A GGGGCC hexanucleotide repeat expansion in the C9orf72 gene is linked to the pathogenesis of amyotrophic lateral sclerosis (ALS) and frontotemporal dementia (FTD) (C9‐ALS/FTD). Unconventional translation of the hexanucleotide repeat expansion generates five dipeptide repeat proteins (DPRs). The molecular mechanism underlying the DPR‐linked neurotoxicity is under investigation. In this study, using cell‐based models, we show that poly‐proline‐arginine DPR (poly‐PR), the most neurotoxic DPR in vitro, binds to adenosine deaminase acting on RNA (ADAR)1p110 and ADAR2 and inhibits their RNA editing activity. We further show that poly‐PR impairs cellular stress response that is mediated by ADAR1p110. These results together suggest that the poly‐PR‐mediated inhibition of the ADAR activity contributes to C9‐ALS/FTD‐linked neurotoxicity.
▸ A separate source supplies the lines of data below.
use std::sync::Arc;
use std::time::Duration;

use url::Url;

use crate::app::{AppContext, NewsflowError, Result};
use crate::config::parse_interval;
use crate::daemon::{Daemon, DaemonConfig};
use crate::domain::Feed;
use crate::fetcher::RefreshOutcome;
use crate::store::Store;

/// How long `refresh` waits for in-flight fetches after the batch.
const DRAIN_TIMEOUT: Duration = Duration::from_secs(5);

fn validate_url(url: &str) -> Result<Url> {
    let parsed = Url::parse(url)?;
    match parsed.scheme() {
        "http" | "https" => Ok(parsed),
        other => Err(NewsflowError::Other(format!(
            "Unsupported URL scheme '{}': only http and https feeds are supported",
            other
        ))),
    }
}

pub async fn add_feed(ctx: &AppContext, url: &str) -> Result<()> {
    validate_url(url)?;

    if let Some(existing) = ctx.store.get_feed_by_url(url)? {
        if existing.visible {
            println!("Feed already exists: {}", url);
        } else {
            ctx.store.set_feed_visible(url, true)?;
            println!("Restored feed: {}", url);
        }
        return Ok(());
    }

    let feed_id = ctx.store.add_feed(&Feed::new(url.to_string()))?;
    println!("Added feed: {}", url);

    // A failed first fetch keeps the feed; the error is recorded on it.
    match ctx.refresher.refresh_feed(feed_id).await {
        Ok(RefreshOutcome::Updated(stats)) => {
            if let Some(feed) = ctx.store.get_feed(feed_id)? {
                if let Some(title) = feed.title {
                    println!("Feed title: {}", title);
                }
            }
            println!("Fetched {} items", stats.inserted);
        }
        Ok(_) => println!("Feed not modified"),
        Err(e) => eprintln!("Initial fetch failed: {}", e),
    }

    Ok(())
}

pub fn remove_feed(ctx: &AppContext, url: &str, purge: bool) -> Result<()> {
    let feed = ctx
        .store
        .get_feed_by_url(url)?
        .ok_or_else(|| NewsflowError::FeedNotFound(url.to_string()))?;

    if purge {
        ctx.store.delete_feed(feed.id)?;
        println!("Deleted feed: {}", url);
    } else {
        ctx.store.set_feed_visible(url, false)?;
        println!("Removed feed: {}", url);
    }
    Ok(())
}

/// Refreshes one feed or every visible feed through the scheduler.
pub async fn refresh(ctx: &AppContext, feed_id: Option<i64>) -> Result<()> {
    ctx.start()?;
    let mut events = ctx.scheduler.subscribe();
    let mut orchestrator = ctx.orchestrator();

    let feed_ids = match feed_id {
        Some(id) => {
            orchestrator.refresh_feed(id)?;
            vec![id]
        }
        None => {
            let feeds = ctx.store.list_feeds()?;
            if feeds.is_empty() {
                println!("No feeds to update");
                ctx.shutdown(DRAIN_TIMEOUT).await?;
                return Ok(());
            }
            println!("Updating {} feeds...", feeds.len());
            orchestrator.refresh_all()?;
            feeds.iter().map(|f| f.id).collect()
        }
    };

    let summary = orchestrator.run_until_idle(&mut events).await;
    ctx.shutdown(DRAIN_TIMEOUT).await?;

    for id in feed_ids {
        if let Some(feed) = ctx.store.get_feed(id)? {
            if let Some(err) = feed.last_error.as_deref() {
                eprintln!("  Error updating {}: {}", feed.display_title(), err);
            }
        }
    }

    println!(
        "Update complete: {} refreshed, {} errors",
        summary.completed, summary.failed
    );
    Ok(())
}

pub fn list_feeds(ctx: &AppContext) -> Result<()> {
    let feeds = ctx.store.list_feeds()?;

    if feeds.is_empty() {
        println!("No feeds");
        return Ok(());
    }

    for feed in feeds {
        let unread = ctx.store.get_unread_count(feed.id)?;
        let marker = feed.error_class().map(|c| c.symbol()).unwrap_or(" ");
        println!(
            "{} [{}] {} ({} unread)\n    {}",
            marker,
            feed.id,
            feed.display_title(),
            unread,
            feed.url
        );
    }

    Ok(())
}

pub fn list_items(ctx: &AppContext) -> Result<()> {
    let items = ctx.store.get_all_items()?;

    if items.is_empty() {
        println!("No items");
        return Ok(());
    }

    for item in items {
        let read_marker = if item.read { " " } else { "*" };

        let date = item
            .published
            .map(|d| d.format("%Y-%m-%d").to_string())
            .unwrap_or_else(|| "          ".to_string());

        println!("{} {} {}", read_marker, date, item.display_title());
    }

    Ok(())
}

pub async fn run_daemon(
    ctx: Arc<AppContext>,
    interval: Option<&str>,
    no_initial_update: bool,
) -> Result<()> {
    let mut config = DaemonConfig::from_refresh(&ctx.config.refresh)?;
    if let Some(interval) = interval {
        let secs = parse_interval(interval).map_err(NewsflowError::Other)?;
        config.interval = Duration::from_secs(secs);
    }
    if no_initial_update {
        config.update_on_start = false;
    }

    Daemon::new(ctx, config).run().await
}

#[cfg(test)]
mod tests {
    use super::*;
    use crate::config::Config;

    #[test]
    fn test_validate_url() {
        assert!(validate_url("https://example.com/feed.xml").is_ok());
        assert!(matches!(
            validate_url("not a url"),
            Err(NewsflowError::InvalidUrl(_))
        ));
        assert!(matches!(
            validate_url("ftp://example.com/feed.xml"),
            Err(NewsflowError::Other(_))
        ));
    }

    #[tokio::test]
    async fn test_remove_hides_then_purges() {
        let ctx = AppContext::in_memory(Config::default()).unwrap();
        let url = "https://example.com/feed.xml";
        ctx.store.add_feed(&Feed::new(url.to_string())).unwrap();

        remove_feed(&ctx, url, false).unwrap();
        assert!(ctx.store.list_feeds().unwrap().is_empty());
        assert_eq!(ctx.store.list_all_feeds().unwrap().len(), 1);

        // re-adding a hidden feed restores it without fetching
        add_feed(&ctx, url).await.unwrap();
        assert_eq!(ctx.store.list_feeds().unwrap().len(), 1);

        remove_feed(&ctx, url, true).unwrap();
        assert!(ctx.store.get_feed_by_url(url).unwrap().is_none());
        assert!(matches!(
            remove_feed(&ctx, url, true),
            Err(NewsflowError::FeedNotFound(_))
        ));
    }

    #[tokio::test]
    async fn test_refresh_with_no_feeds() {
        let ctx = AppContext::in_memory(Config::default()).unwrap();
        refresh(&ctx, None).await.unwrap();
        assert!(!ctx.scheduler.is_running());
    }
}
//! `feed_token` query parameters for private GitHub and GitLab feeds.
//!
//! Tokens are added to the request URL only; the stored feed URL never
//! carries them.

use tracing::warn;
use url::Url;

pub const GITHUB_TOKEN_ENV: &str = "GITHUB_FEED_TOKEN";
pub const GITLAB_TOKEN_ENV: &str = "GITLAB_FEED_TOKEN";
pub const TOKEN_PARAM: &str = "feed_token";

#[derive(Debug, Clone, Copy, PartialEq, Eq)]
pub enum FeedHost {
    GitHub,
    GitLab,
}

#[derive(Debug, Clone, PartialEq, Eq)]
pub struct FeedTokens {
    github: Option<String>,
    gitlab: Option<String>,
    /// Self-hosted GitLab instances, matched exactly.
    gitlab_hosts: Vec<String>,
}

impl Default for FeedTokens {
    fn default() -> Self {
        Self::new(None, None)
    }
}

impl FeedTokens {
    pub fn new(github: Option<String>, gitlab: Option<String>) -> Self {
        Self {
            github: github.filter(|t| !t.is_empty()),
            gitlab: gitlab.filter(|t| !t.is_empty()),
            gitlab_hosts: Vec::new(),
        }
    }

    /// Reads `GITHUB_FEED_TOKEN` and `GITLAB_FEED_TOKEN`.
    pub fn from_env() -> Self {
        Self::new(
            std::env::var(GITHUB_TOKEN_ENV).ok(),
            std::env::var(GITLAB_TOKEN_ENV).ok(),
        )
    }

    pub fn with_gitlab_hosts<I, S>(mut self, hosts: I) -> Self
    where
        I: IntoIterator<Item = S>,
        S: Into<String>,
    {
        self.gitlab_hosts.extend(hosts.into_iter().map(|h| {
            let host: String = h.into();
            host.to_ascii_lowercase()
        }));
        self
    }

    pub fn is_empty(&self) -> bool {
        self.github.is_none() && self.gitlab.is_none()
    }

    pub fn host_of(&self, url: &Url) -> Option<FeedHost> {
        let host = url.host_str()?.to_ascii_lowercase();
        let bare = host.strip_prefix("www.").unwrap_or(&host);

        if bare == "github.com" {
            Some(FeedHost::GitHub)
        } else if bare == "gitlab.com" || self.gitlab_hosts.iter().any(|h| *h == host) {
            Some(FeedHost::GitLab)
        } else {
            None
        }
    }

    fn token_for(&self, host: FeedHost) -> Option<&str> {
        match host {
            FeedHost::GitHub => self.github.as_deref(),
            FeedHost::GitLab => self.gitlab.as_deref(),
        }
    }

    /// The URL to request for `feed_url`: unchanged, or with `feed_token`
    /// set (replacing any existing value) when a token applies.
    pub fn request_url(&self, feed_url: &str) -> Option<String> {
        if self.is_empty() {
            return None;
        }

        let mut url = match Url::parse(feed_url) {
            Ok(url) => url,
            Err(e) => {
                warn!(url = feed_url, error = %e, "Failed to parse feed URL for token addition");
                return None;
            }
        };
        let token = self.host_of(&url).and_then(|host| self.token_for(host))?;

        let kept: Vec<(String, String)> = url
            .query_pairs()
            .filter(|(key, _)| key != TOKEN_PARAM)
            .map(|(key, value)| (key.into_owned(), value.into_owned()))
            .collect();
        url.query_pairs_mut()
            .clear()
            .extend_pairs(kept)
            .append_pair(TOKEN_PARAM, token);

        Some(url.into())
    }
}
Poly‐proline‐arginine (PR), a neurotoxic dipeptide repeat protein derived from C9orf72 mutation, binds to adenosine deaminase acting on RNA (ADAR)1 and ADAR2. Poly‐PR inhibits their RNA editing activity. Poly‐PR also impairs cellular stress response mediated by ADAR1. These results suggest that poly‐PR causes neurotoxicity by dysregulating the function of ADARs.